One of my favorite parts of attending AWP was meeting so many past MPW alumni, many of whom had edited or worked on Expo’s predecessor, Southern California Review, or its earlier iteration, The Southern California Anthology. In a kismet moment, Michael McLaughlin, who was the first Editor-in-Chief of The Southern California Anthology, which was published in the year I was born, came by to say hello and share his new book of poetry with us. I opened the collection to “Dear Steven,” which I connected to because of its ties to HIV and my own experiences loosing too many “guncles” to the virus in my childhood. I mentioned this to McLaughlin, who said the poem was about the Fiction Editor of SCA from that same year. Though a highly personal recommendation, the collection speaks to the power of the written word to connect our individual and shared human experiences.

 

Situation Video 6 by Claudia Rankine and John Lucas (Poetry, Film, Transmedia)

Situation6

This may seem like the obvious choice for a recommendation from Exposition Review, as Claudia Rankine is the one of the most acclaimed writers from our “IX Lives” issue, but I have two other reasons for recommending Situation Video 6 (which you can watch/read here).

The first is the piece’s relation to the MPW program. In the last cohort’s first year of the program, before some of the MPW students–myself included–were lucky enough to take a poetry class with Rankine, the writer came to talk to the USC writing community about her first American Lyric, Don’t Let Me Be Lonely, which the MPW students studied in our core class.
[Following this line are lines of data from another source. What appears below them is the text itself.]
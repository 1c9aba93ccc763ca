//! Environment configuration.
//!
//! Every tunable named in the external contract (similarity threshold,
//! request deadline, event-channel sizing, cache TTLs, cost table) lives
//! here; nothing is hard-coded at call sites.

pub mod error;


pub use error::ConfigError;

use std::collections::HashMap;
use std::env;
use std::net::IpAddr;

use serde::{Deserialize, Serialize};

/// Per-model USD-per-token rates.
#[derive(Debug, Clone, Copy, PartialEq, Serialize, Deserialize)]
pub struct ModelRates {
    /// USD per input token.
    pub input: f64,
    /// USD per output token.
    pub output: f64,
}

#[derive(Debug, Clone)]
pub struct Config {
    pub port: u16,

    pub bind_addr: IpAddr,

    /// SQLite database file, created on first open.
    pub database_path: String,

    /// Generative backend base URL.
    pub provider_base_url: String,

    /// Generative backend API key. Empty is allowed only with the `mock`
    /// provider.
    pub provider_api_key: String,

    /// Generation model name.
    pub model_name: String,

    /// Embedding model name.
    pub embed_model_name: String,

    /// Minimum cosine similarity for a semantic-cache hit.
    pub semantic_threshold: f32,

    /// Overall per-request deadline, seconds.
    pub request_deadline_secs: u64,

    /// Per-send timeout on the event channel, milliseconds.
    pub event_send_timeout_ms: u64,

    /// Retries before an event is routed to the dead-letter queue.
    pub event_send_retries: u32,

    /// Event channel buffer size.
    pub event_channel_capacity: usize,

    /// Exact stage cache TTL, seconds.
    pub stage_cache_ttl_secs: u64,

    /// Complete-response cache TTL, seconds.
    pub response_cache_ttl_secs: u64,

    /// Vector cache TTL, seconds.
    pub vector_cache_ttl_secs: u64,

    /// USD-per-token rates keyed by model name.
    pub cost_table: HashMap<String, ModelRates>,
}

impl Default for Config {
    fn default() -> Self {
        Self {
            port: 8080,
            bind_addr: IpAddr::V4(std::net::Ipv4Addr::new(127, 0, 0, 1)),
            database_path: "./wayfarer.db".to_string(),
            provider_base_url: "https://generativelanguage.googleapis.com/v1beta".to_string(),
            provider_api_key: String::new(),
            model_name: "gemini-2.0-flash".to_string(),
            embed_model_name: "text-embedding-004".to_string(),
            semantic_threshold: 0.95,
            request_deadline_secs: 120,
            event_send_timeout_ms: 2_000,
            event_send_retries: 3,
            event_channel_capacity: 200,
            stage_cache_ttl_secs: 300,
            response_cache_ttl_secs: 1_800,
            vector_cache_ttl_secs: 1_800,
            cost_table: Self::default_cost_table(),
        }
    }
}

impl Config {
    const ENV_PORT: &'static str = "WAYFARER_PORT";
    const ENV_BIND_ADDR: &'static str = "WAYFARER_BIND_ADDR";
    const ENV_DATABASE_PATH: &'static str = "WAYFARER_DATABASE_PATH";
    const ENV_PROVIDER_BASE_URL: &'static str = "WAYFARER_PROVIDER_BASE_URL";
    const ENV_PROVIDER_API_KEY: &'static str = "WAYFARER_PROVIDER_API_KEY";
    const ENV_MODEL_NAME: &'static str = "WAYFARER_MODEL_NAME";
    const ENV_EMBED_MODEL_NAME: &'static str = "WAYFARER_EMBED_MODEL_NAME";
    const ENV_SEMANTIC_THRESHOLD: &'static str = "WAYFARER_SEMANTIC_THRESHOLD";
    const ENV_REQUEST_DEADLINE_SECS: &'static str = "WAYFARER_REQUEST_DEADLINE_SECS";
    const ENV_EVENT_SEND_TIMEOUT_MS: &'static str = "WAYFARER_EVENT_SEND_TIMEOUT_MS";
    const ENV_EVENT_SEND_RETRIES: &'static str = "WAYFARER_EVENT_SEND_RETRIES";
    const ENV_EVENT_CHANNEL_CAPACITY: &'static str = "WAYFARER_EVENT_CHANNEL_CAPACITY";
    const ENV_STAGE_CACHE_TTL_SECS: &'static str = "WAYFARER_STAGE_CACHE_TTL_SECS";
    const ENV_RESPONSE_CACHE_TTL_SECS: &'static str = "WAYFARER_RESPONSE_CACHE_TTL_SECS";
    const ENV_VECTOR_CACHE_TTL_SECS: &'static str = "WAYFARER_VECTOR_CACHE_TTL_SECS";
    const ENV_COST_TABLE: &'static str = "WAYFARER_COST_TABLE";

    pub fn from_env() -> Result<Self, ConfigError> {
        let defaults = Self::default();

        let port = Self::parse_port_from_env(defaults.port)?;
        let bind_addr = Self::parse_bind_addr_from_env(defaults.bind_addr)?;
        let database_path =
            Self::parse_string_from_env(Self::ENV_DATABASE_PATH, defaults.database_path);
        let provider_base_url =
            Self::parse_string_from_env(Self::ENV_PROVIDER_BASE_URL, defaults.provider_base_url);
        let provider_api_key =
            Self::parse_string_from_env(Self::ENV_PROVIDER_API_KEY, defaults.provider_api_key);
        let model_name = Self::parse_string_from_env(Self::ENV_MODEL_NAME, defaults.model_name);
        let embed_model_name =
            Self::parse_string_from_env(Self::ENV_EMBED_MODEL_NAME, defaults.embed_model_name);

        let semantic_threshold = Self::parse_f32_from_env(
            Self::ENV_SEMANTIC_THRESHOLD,
            defaults.semantic_threshold,
        )?;
        let request_deadline_secs = Self::parse_u64_from_env(
            Self::ENV_REQUEST_DEADLINE_SECS,
            defaults.request_deadline_secs,
        )?;
        let event_send_timeout_ms = Self::parse_u64_from_env(
            Self::ENV_EVENT_SEND_TIMEOUT_MS,
            defaults.event_send_timeout_ms,
        )?;
        let event_send_retries = Self::parse_u64_from_env(
            Self::ENV_EVENT_SEND_RETRIES,
            defaults.event_send_retries as u64,
        )? as u32;
        let event_channel_capacity = Self::parse_u64_from_env(
            Self::ENV_EVENT_CHANNEL_CAPACITY,
            defaults.event_channel_capacity as u64,
        )? as usize;
        let stage_cache_ttl_secs = Self::parse_u64_from_env(
            Self::ENV_STAGE_CACHE_TTL_SECS,
            defaults.stage_cache_ttl_secs,
        )?;
        let response_cache_ttl_secs = Self::parse_u64_from_env(
            Self::ENV_RESPONSE_CACHE_TTL_SECS,
            defaults.response_cache_ttl_secs,
        )?;
        let vector_cache_ttl_secs = Self::parse_u64_from_env(
            Self::ENV_VECTOR_CACHE_TTL_SECS,
            defaults.vector_cache_ttl_secs,
        )?;

        let cost_table = Self::parse_cost_table_from_env(defaults.cost_table)?;

        Ok(Self {
            port,
            bind_addr,
            database_path,
            provider_base_url,
            provider_api_key,
            model_name,
            embed_model_name,
            semantic_threshold,
            request_deadline_secs,
            event_send_timeout_ms,
            event_send_retries,
            event_channel_capacity,
            stage_cache_ttl_secs,
            response_cache_ttl_secs,
            vector_cache_ttl_secs,
            cost_table,
        })
    }

    pub fn validate(&self) -> Result<(), ConfigError> {
        if !(0.0..=1.0).contains(&self.semantic_threshold) {
            return Err(ConfigError::InvalidThreshold {
                value: self.semantic_threshold,
            });
        }

        Ok(())
    }

    pub fn socket_addr(&self) -> String {
        format!("{}:{}", self.bind_addr, self.port)
    }

    /// Built-in USD-per-token rates. Override wholesale with
    /// `WAYFARER_COST_TABLE` (JSON object `{model: {input, output}}`).
    pub fn default_cost_table() -> HashMap<String, ModelRates> {
        HashMap::from([
            (
                "gemini-2.0-flash".to_string(),
                ModelRates {
                    input: 0.10 / 1e6,
                    output: 0.40 / 1e6,
                },
            ),
            (
                "gemini-2.0-flash-lite".to_string(),
                ModelRates {
                    input: 0.075 / 1e6,
                    output: 0.30 / 1e6,
                },
            ),
            (
                "gemini-1.5-pro".to_string(),
                ModelRates {
                    input: 1.25 / 1e6,
                    output: 5.00 / 1e6,
                },
            ),
        ])
    }

    fn parse_port_from_env(default: u16) -> Result<u16, ConfigError> {
        match env::var(Self::ENV_PORT) {
            Ok(value) => {
                let port: u16 = value.parse().map_err(|e| ConfigError::PortParseError {
                    value: value.clone(),
                    source: e,
                })?;

                if port == 0 {
                    return Err(ConfigError::InvalidPort { value });
                }

                Ok(port)
            }
            Err(_) => Ok(default),
        }
    }

    fn parse_bind_addr_from_env(default: IpAddr) -> Result<IpAddr, ConfigError> {
        match env::var(Self::ENV_BIND_ADDR) {
            Ok(value) => value
                .parse()
                .map_err(|e| ConfigError::InvalidBindAddr { value, source: e }),
            Err(_) => Ok(default),
        }
    }

    fn parse_string_from_env(var_name: &str, default: String) -> String {
        env::var(var_name)
            .ok()
            .map(|v| v.trim().to_string())
            .filter(|v| !v.is_empty())
            .unwrap_or(default)
    }

    fn parse_u64_from_env(var_name: &'static str, default: u64) -> Result<u64, ConfigError> {
        match env::var(var_name) {
            Ok(value) => value.parse().map_err(|_| ConfigError::InvalidNumber {
                name: var_name,
                value,
            }),
            Err(_) => Ok(default),
        }
    }

    fn parse_f32_from_env(var_name: &'static str, default: f32) -> Result<f32, ConfigError> {
        match env::var(var_name) {
            Ok(value) => value.parse().map_err(|_| ConfigError::InvalidNumber {
                name: var_name,
                value,
            }),
            Err(_) => Ok(default),
        }
    }

    fn parse_cost_table_from_env(
        default: HashMap<String, ModelRates>,
    ) -> Result<HashMap<String, ModelRates>, ConfigError> {
        match env::var(Self::ENV_COST_TABLE) {
            Ok(value) => serde_json::from_str(&value)
                .map_err(|e| ConfigError::InvalidCostTable { source: e }),
            Err(_) => Ok(default),
        }
    }
}
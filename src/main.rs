//! Wayfarer HTTP server entrypoint.

use std::net::SocketAddr;
use std::sync::Arc;

use mimalloc::MiMalloc;
use tokio::net::TcpListener;
use tokio::signal;

use wayfarer::cache::Caches;
use wayfarer::config::Config;
use wayfarer::cost::CostTable;
use wayfarer::engine::{Engine, EngineSettings};
use wayfarer::gateway::{HandlerState, create_router_with_state};
use wayfarer::provider::GeminiProvider;
use wayfarer::repo::{Db, Repositories};
use wayfarer::semantic::HttpEmbedder;

#[global_allocator]
static GLOBAL: MiMalloc = MiMalloc;

#[tokio::main]
async fn main() -> anyhow::Result<()> {
    tracing_subscriber::fmt()
        .with_env_filter(tracing_subscriber::EnvFilter::from_default_env())
        .init();

    let config = Config::from_env()?;
    config.validate()?;
    let addr: SocketAddr = config.socket_addr().parse()?;

    tracing::info!(
        bind_addr = %config.bind_addr,
        port = config.port,
        model = %config.model_name,
        "Wayfarer starting"
    );

    let db = Arc::new(Db::open(&config.database_path)?);
    let repos = Repositories::new(db);

    let caches = Caches::from_config(&config);
    let sweeper = caches.start_sweeper(Caches::sweep_interval(&config));

    let provider = Arc::new(GeminiProvider::new(
        config.provider_base_url.clone(),
        config.provider_api_key.clone(),
        config.model_name.clone(),
    ));
    let embedder = Arc::new(HttpEmbedder::new(
        config.provider_base_url.clone(),
        config.provider_api_key.clone(),
        config.embed_model_name.clone(),
    ));

    let engine = Engine::new(
        provider,
        embedder,
        caches.clone(),
        repos,
        CostTable::new(config.cost_table.clone()),
        EngineSettings::from_config(&config),
    );

    let state = HandlerState::new(engine, caches);
    let app = create_router_with_state(state);

    let listener = TcpListener::bind(addr).await?;
    tracing::info!(addr = %addr, "Server listening");

    axum::serve(listener, app)
        .with_graceful_shutdown(shutdown_signal())
        .await?;

    sweeper.abort();
    tracing::info!("Wayfarer shutdown complete");
    Ok(())
}

async fn shutdown_signal() {
    let ctrl_c = async {
        signal::ctrl_c()
            .await
            .expect("failed to install Ctrl+C handler");
    };

    #[cfg(unix)]
    let terminate = async {
        signal::unix::signal(signal::unix::SignalKind::terminate())
            .expect("failed to install SIGTERM handler")
            .recv()
            .await;
    };

    #[cfg(not(unix))]
    let terminate = std::future::pending::<()>();

    tokio::select! {
        _ = ctrl_c => {
            tracing::info!("Received Ctrl+C, initiating graceful shutdown");
        }
        _ = terminate => {
            tracing::info!("Received SIGTERM, initiating graceful shutdown");
        }
    }
}
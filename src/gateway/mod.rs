//! HTTP gateway (Axum): the SSE adapter in front of the engine.
//!
//! Transport only — every decision lives in [`crate::engine`]. This module
//! is primarily used by the `wayfarer` server binary.

pub mod error;
pub mod handler;
pub mod state;


pub use error::GatewayError;
pub use handler::{cache_metrics_handler, cached_response_handler, chat_stream_handler};
pub use state::HandlerState;

use axum::{
    Json, Router,
    routing::{get, post},
};
use tower_http::cors::CorsLayer;
use tower_http::trace::TraceLayer;

use crate::provider::TextProvider;
use crate::semantic::Embedder;

pub fn create_router_with_state<P, E>(state: HandlerState<P, E>) -> Router
where
    P: TextProvider + ?Sized + 'static,
    E: Embedder + ?Sized + 'static,
{
    Router::new()
        .route("/healthz", get(health_handler))
        .route("/chat/stream", post(chat_stream_handler))
        .route("/chat/response", get(cached_response_handler))
        .route("/metrics/caches", get(cache_metrics_handler))
        .layer(CorsLayer::permissive())
        .layer(TraceLayer::new_for_http())
        .with_state(state)
}

#[derive(serde::Serialize)]
pub struct HealthResponse {
    pub status: &'static str,
}

#[tracing::instrument]
pub async fn health_handler() -> Json<HealthResponse> {
    Json(HealthResponse { status: "ok" })
}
During the reading, Rankine read from a yet-unpublished, and yet-award-winning collection of poems, Citizen. The piece she read was an unfinished version of “Stop-and-Frisk” the script for Situation 6, published in Expo. Her words moved me then as the move me when I read them in Citizen or hear Rankine read them in Lucas’s video.

The second reason I recommend this piece is the transmutation of narrative forms. “Stop-and-Frisk” originated in a set of interviews, stories of injustice collected by Rankine, which she used to fuel Citizen and “Stop-and-Frisk”–both the Citizen version and the one I heard at USC back in 2013. Situation 6, a video, a visual narrative, brings the eye into the auditory practice of listening. In it, Rankine’s voice vibrates through the images and imbibes an altered version of the poem with more depth, more meaning. It not only adds a visual element and gives the reader a chance to hear the poem read by the poet herself, it also serves as a reminder that transformation–in form or in small edits–is part of the writing process. Listen closely to Rankine’s reading in the video and follow along with her poem/script. There are slight discrepancies between the script read in the video and the “poem,” excerpted from Citizen rather than transcribed from the video. Situation 6 is transformed slightly, edited, giving us a glimpse into Rankine’s process and practice.